§ **Activity**
Would you please write out every record exactly?

§ **Dataset entries**
##########
//! Request ID middleware for request tracing and correlation.
//!
//! Reuses an upstream `x-request-id` when it looks sane, otherwise generates
//! a UUID v4. The ID is recorded in the tracing span, tagged on the Sentry
//! scope and echoed in the response headers.

use axum::{extract::Request, http::HeaderValue, middleware::Next, response::Response};
use tracing::Span;
use uuid::Uuid;

/// The HTTP header name for request IDs.
pub const REQUEST_ID_HEADER: &str = "x-request-id";

/// Longest upstream request ID accepted as-is.
const MAX_REQUEST_ID_LEN: usize = 128;

/// Middleware that ensures every request has a unique request ID.
pub async fn request_id_middleware(request: Request, next: Next) -> Response {
    let request_id = request
        .headers()
        .get(REQUEST_ID_HEADER)
        .and_then(|h| h.to_str().ok())
        .and_then(accept_upstream_id)
        .map_or_else(|| Uuid::new_v4().to_string(), String::from);

    Span::current().record("request_id", &request_id);

    sentry::configure_scope(|scope| {
        scope.set_tag("request_id", &request_id);
    });

    let mut response = next.run(request).await;

    if let Ok(value) = HeaderValue::from_str(&request_id) {
        response.headers_mut().insert(REQUEST_ID_HEADER, value);
    }

    response
}

/// Accept an upstream ID made of token characters only.
fn accept_upstream_id(raw: &str) -> Option<&str> {
    let id = raw.trim();
    let valid = !id.is_empty()
        && id.len() <= MAX_REQUEST_ID_LEN
        && id
            .chars()
            .all(|c| c.is_ascii_alphanumeric() || matches!(c, '-' | '_' | '.' | ':'));
    valid.then_some(id)
}

#[cfg(test)]
mod tests {
    use super::*;

    #[test]
    fn test_accepts_proxy_ids() {
        assert_eq!(accept_upstream_id(" abc-123 "), Some("abc-123"));
        assert_eq!(
            accept_upstream_id("8f14e45f-ceea-467f-a0e6-e1a2f7c0d7b1"),
            Some("8f14e45f-ceea-467f-a0e6-e1a2f7c0d7b1")
        );
    }

    #[test]
    fn test_rejects_odd_ids() {
        assert_eq!(accept_upstream_id(""), None);
        assert_eq!(accept_upstream_id("has space"), None);
        assert_eq!(accept_upstream_id("<script>"), None);
        assert_eq!(accept_upstream_id(&"a".repeat(200)), None);
    }
}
##########
§ **Exercise answer**
//! Request ID middleware for request tracing and correlation.
//!
//! Reuses an upstream `x-request-id` when it looks sane, otherwise generates
//! a UUID v4. The ID is recorded in the tracing span, tagged on the Sentry
//! scope and echoed in the response headers.

use axum::{extract::Request, http::HeaderValue, middleware::Next, response::Response};
use tracing::Span;
use uuid::Uuid;

/// The HTTP header name for request IDs.
pub const REQUEST_ID_HEADER: &str = "x-request-id";

/// Longest upstream request ID accepted as-is.
const MAX_REQUEST_ID_LEN: usize = 128;

/// Middleware that ensures every request has a unique request ID.
pub async fn request_id_middleware(request: Request, next: Next) -> Response {
    let request_id = request
        .headers()
        .get(REQUEST_ID_HEADER)
        .and_then(|h| h.to_str().ok())
        .and_then(accept_upstream_id)
        .map_or_else(|| Uuid::new_v4().to_string(), String::from);

    Span::current().record("request_id", &request_id);

    sentry::configure_scope(|scope| {
        scope.set_tag("request_id", &request_id);
    });

    let mut response = next.run(request).await;

    if let Ok(value) = HeaderValue::from_str(&request_id) {
        response.headers_mut().insert(REQUEST_ID_HEADER, value);
    }

    response
}

/// Accept an upstream ID made of token characters only.
fn accept_upstream_id(raw: &str) -> Option<&str> {
    let id = raw.trim();
    let valid = !id.is_empty()
        && id.len() <= MAX_REQUEST_ID_LEN
        && id
            .chars()
            .all(|c| c.is_ascii_alphanumeric() || matches!(c, '-' | '_' | '.' | ':'));
    valid.then_some(id)
}

#[cfg(test)]
mod tests {
    use super::*;

    #[test]
    fn test_accepts_proxy_ids() {
        assert_eq!(accept_upstream_id(" abc-123 "), Some("abc-123"));
        assert_eq!(
            accept_upstream_id("8f14e45f-ceea-467f-a0e6-e1a2f7c0d7b1"),
            Some("8f14e45f-ceea-467f-a0e6-e1a2f7c0d7b1")
        );
    }

    #[test]
    fn test_rejects_odd_ids() {
        assert_eq!(accept_upstream_id(""), None);
        assert_eq!(accept_upstream_id("has space"), None);
        assert_eq!(accept_upstream_id("<script>"), None);
        assert_eq!(accept_upstream_id(&"a".repeat(200)), None);
    }
}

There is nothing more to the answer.